Fluid from the middle ear will then be drained or suctioned out.
A tube will be inserted into the incision in the eardrum by the doctor to allow fluid to drain out of the ear.
The surgeon may also remove the adenoids which are glands that are located above the roof of the mouth and behind the nose in some cases.
Removing the adenoids may prevent the need for future ear tube surgeries as adenoids are part of the immune system and help protect the body from viruses and bacteria.
Usually, the surgery is outpatient surgery and takes less than 15 to 20 minutes. The patient can go home the same day.
No stitches will be used to close the incision as the incision will heal itself.
Pain during surgery can be prevented by using anesthesia.
Recovery from Myringotomy:
You may experience minor pain after surgery, for which you can take pain medication prescribed by your doctor.
Nonprescription pain reliever can also be taken to manage this discomfort.
Lidocaine ear drops may be given to decrease pain.
You may feel popping, pulsation, clicking, or minor pain when burping, chewing, or yawning until the ear heals around the tubes, if ear tubes are inserted.

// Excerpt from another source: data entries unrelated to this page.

use crate::chat::ChatNotifier;
use crate::config::SessionConfig;
use crate::error::CallError;
use crate::event::{CallEvent, EndReason, EventBus};
use crate::media::LocalStream;
use crate::relay::{RelayLink, RelaySender};
use crate::session::peer_link::{NegotiationRole, PeerLink};
use crate::session::snapshot::{PeerSnapshot, SessionSnapshot};
use crate::transport::{LinkId, PeerConnector, TransportEvent, TransportEvents};
use huddle_core::{
    EnvelopeKind, IceCandidate, PeerId, RoomId, SessionDescription, Signal, SignalingEnvelope,
};
use std::collections::{HashMap, VecDeque};
use std::sync::Arc;
use tokio::sync::{mpsc, oneshot};
use tokio::time::{self, Instant, MissedTickBehavior};
use tracing::{debug, error, info, warn};

/// Queries from the manager to a running session.
pub(crate) enum SessionCommand {
    Snapshot(oneshot::Sender<SessionSnapshot>),
}

/// A link out of `connections` whose transport is not yet closed.
struct RetiredLink {
    link: PeerLink,
    /// Published as `ConnectionFailed` once the transport is closed.
    failure: Option<CallError>,
}

/// Collaborators shared by every session a manager starts.
#[derive(Clone)]
pub(crate) struct SessionDeps {
    pub(crate) connector: Arc<dyn PeerConnector>,
    pub(crate) events: EventBus,
    pub(crate) chat: Arc<dyn ChatNotifier>,
    pub(crate) config: SessionConfig,
}

/// One participant's presence in one room.
///
/// Runs as a single task that owns every peer link. Relay envelopes,
/// transport events, manager queries and the stall sweep are handled one at
/// a time, so a handler never observes another's partial update.
pub(crate) struct Session {
    room_id: RoomId,
    local_peer_id: PeerId,

    /// Released exactly once, after every link is closed.
    local_stream: Option<LocalStream>,

    connections: HashMap<PeerId, PeerLink>,
    /// Drained by `release_retired`, which a cancelled unit may leave
    /// half done; teardown finishes it.
    retired: VecDeque<RetiredLink>,
    next_link_id: u64,

    relay: Box<dyn RelaySender>,
    relay_rx: mpsc::UnboundedReceiver<SignalingEnvelope>,
    relay_degraded: bool,

    // Kept here so `transport_rx` never closes while the session runs.
    transport_tx: mpsc::UnboundedSender<TransportEvent>,
    transport_rx: mpsc::UnboundedReceiver<TransportEvent>,

    command_rx: mpsc::Receiver<SessionCommand>,

    deps: SessionDeps,
}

Change the cotton regularly, if it was placed in the ear canal to absorb postsurgical drainage.
Drainage should get stop or reduce to a minimal amount within 2 to 3 days
Ear drops, should be used as directed, if given.
Monitor for drainage, if water gets in the ear after surgery. Use ear drops if drainage begins or call your doctor if drainage continues for three days.
Medications should be taken as prescribed by your doctor
Ear plugs should be used as prescribed by your doctor while swimming or bathing, and underwater swimming and diving should be avoided unless instructed otherwise.
Do not place anything other than ear drops, cotton or ear plugs into the ear, unless instructed otherwise by your doctor.
Complete healing without complications may take four weeks.
Usually, the eardrum closes around the ear tube to keep it in place and prevent it from falling out early
Ear tubes should fall out within 6 to 12 months if they were inserted.
Surgery to remove the ear tubes may be necessary in some cases.
Contact your doctor if you have signs of infection, including fever and chills; redness, swelling, increasing pain, excessive bleeding or discharge from the ear; pain that you cannot control with the medications you have been given; drainage from ear continues for more than four days after surgery; decreased hearing; cough, shortness of breath, chest pain or severe nausea or vomiting or any other concern.